Stored data entries:
* * * * *

// Copyright 2025 eraflo
//
// Licensed under the Apache License, Version 2.0 (the "License");
// you may not use this file except in compliance with the License.
// You may obtain a copy of the License at
//
//     http://www.apache.org/licenses/LICENSE-2.0
//
// Unless required by applicable law or agreed to in writing, software
// distributed under the License is distributed on an "AS IS" BASIS,
// WITHOUT WARRANTIES OR CONDITIONS OF ANY KIND, either express or implied.
// See the License for the specific language governing permissions and
// limitations under the License.

use criterion::{criterion_group, criterion_main, Criterion};
use marionette_core::animation::{AnimationBackend, FlushSlots};
use marionette_core::math::{Quat, Vec3};
use marionette_core::renderer::api::BufferId;
use marionette_lanes::{Channel, Clip, SimpleBackend, SkeletalBackend};
use std::hint::black_box;

const INSTANCES: u32 = 10_000;

fn slots() -> FlushSlots {
    FlushSlots {
        instance: Some(BufferId(1)),
        bone: Some(BufferId(2)),
        model: Some(BufferId(3)),
        clips: Some(BufferId(4)),
    }
}

fn bench_simple_flush(c: &mut Criterion) {
    let backend = SimpleBackend::with_capacity(INSTANCES);
    for _ in 0..INSTANCES {
        backend.add_instance();
    }
    backend.flush(&slots());
    backend.staged_write_data();

    let mut group = c.benchmark_group("Simple flush");

    group.bench_function("Sparse (every 16th slot)", |b| {
        b.iter(|| {
            for i in (0..INSTANCES).step_by(16) {
                let _ = backend.set_instance_transform(i, Vec3::X, Quat::IDENTITY, Vec3::ONE);
            }
            black_box(backend.flush(&slots()));
            black_box(backend.staged_write_data());
        });
    });

    group.bench_function("Dense (all slots)", |b| {
        b.iter(|| {
            for i in 0..INSTANCES {
                let _ = backend.set_instance_transform(i, Vec3::Y, Quat::IDENTITY, Vec3::ONE);
            }
            black_box(backend.flush(&slots()));
            black_box(backend.staged_write_data());
        });
    });

    group.finish();
}

fn bench_skeletal_frame(c: &mut Criterion) {
    let backend = SkeletalBackend::with_capacity(INSTANCES);
    backend.add_clip(&Clip {
        name: "walk".into(),
        duration_ticks: 30.0,
        ticks_per_second: 30.0,
        channels: vec![Channel::default()],
    });
    for _ in 0..INSTANCES {
        backend.add_instance();
    }
    backend.clear_rebuild();

    c.bench_function("Skeletal prepare + flush", |b| {
        b.iter(|| {
            backend.prepare_frame(black_box(0.016), Some(BufferId(0)));
            black_box(backend.flush(&slots()));
            black_box(backend.staged_write_data());
        });
    });
}

criterion_group!(benches, bench_simple_flush, bench_skeletal_frame);
criterion_main!(benches);
// Copyright 2025 eraflo
//
// Licensed under the Apache License, Version 2.0 (the "License");
// you may not use this file except in compliance with the License.
// You may obtain a copy of the License at
//
//     http://www.apache.org/licenses/LICENSE-2.0
//
// Unless required by applicable law or agreed to in writing, software
// distributed under the License is distributed on an "AS IS" BASIS,
// WITHOUT WARRANTIES OR CONDITIONS OF ANY KIND, either express or implied.
// See the License for the specific language governing permissions and
// limitations under the License.

//! Animation lane - per-instance animation state and GPU staging.
//!
//! Two backends share the [`AnimationBackend`](marionette_core::animation::AnimationBackend)
//! contract: [`SimpleBackend`] for rigid transform-driven instances and
//! [`SkeletalBackend`] for clip-driven skinned instances. [`Backend`] closes
//! over both, and [`Animator`] binds one to the [`Model`] its instances draw.

mod animator;
mod backend;
pub mod dirty;
mod model;
pub mod simple;
pub mod skeletal;

pub use animator::*;
pub use backend::*;
pub use dirty::{DirtyRange, DirtySet};
pub use model::*;
pub use simple::{InstanceData, SimpleBackend, SimpleFrameUniform};
pub use skeletal::{
    Bone, Channel, Clip, PlaybackPhase, PlaybackState, SkeletalBackend, SkeletalFrameUniform,
    SkeletalInstance,
};
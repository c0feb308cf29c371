// Copyright 2025 eraflo
//
// Licensed under the Apache License, Version 2.0 (the "License");
// you may not use this file except in compliance with the License.
// You may obtain a copy of the License at
//
//     http://www.apache.org/licenses/LICENSE-2.0
//
// Unless required by applicable law or agreed to in writing, software
// distributed under the License is distributed on an "AS IS" BASIS,
// WITHOUT WARRANTIES OR CONDITIONS OF ANY KIND, either express or implied.
// See the License for the specific language governing permissions and
// limitations under the License.

//! Traits implemented by GPU backends.

mod gpu_backend;

pub use self::gpu_backend::*;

* * * * *

The line with "repository c0feb308cf29c371" marks where to start. Transcribe from there through the final line of the records, exactly and with nothing added.

repository c0feb308cf29c371
// Copyright 2025 eraflo
//
// Licensed under the Apache License, Version 2.0 (the "License");
// you may not use this file except in compliance with the License.
// You may obtain a copy of the License at
//
//     http://www.apache.org/licenses/LICENSE-2.0
//
// Unless required by applicable law or agreed to in writing, software
// distributed under the License is distributed on an "AS IS" BASIS,
// WITHOUT WARRANTIES OR CONDITIONS OF ANY KIND, either express or implied.
// See the License for the specific language governing permissions and
// limitations under the License.

//! Traits implemented by GPU backends.

mod gpu_backend;

pub use self::gpu_backend::*;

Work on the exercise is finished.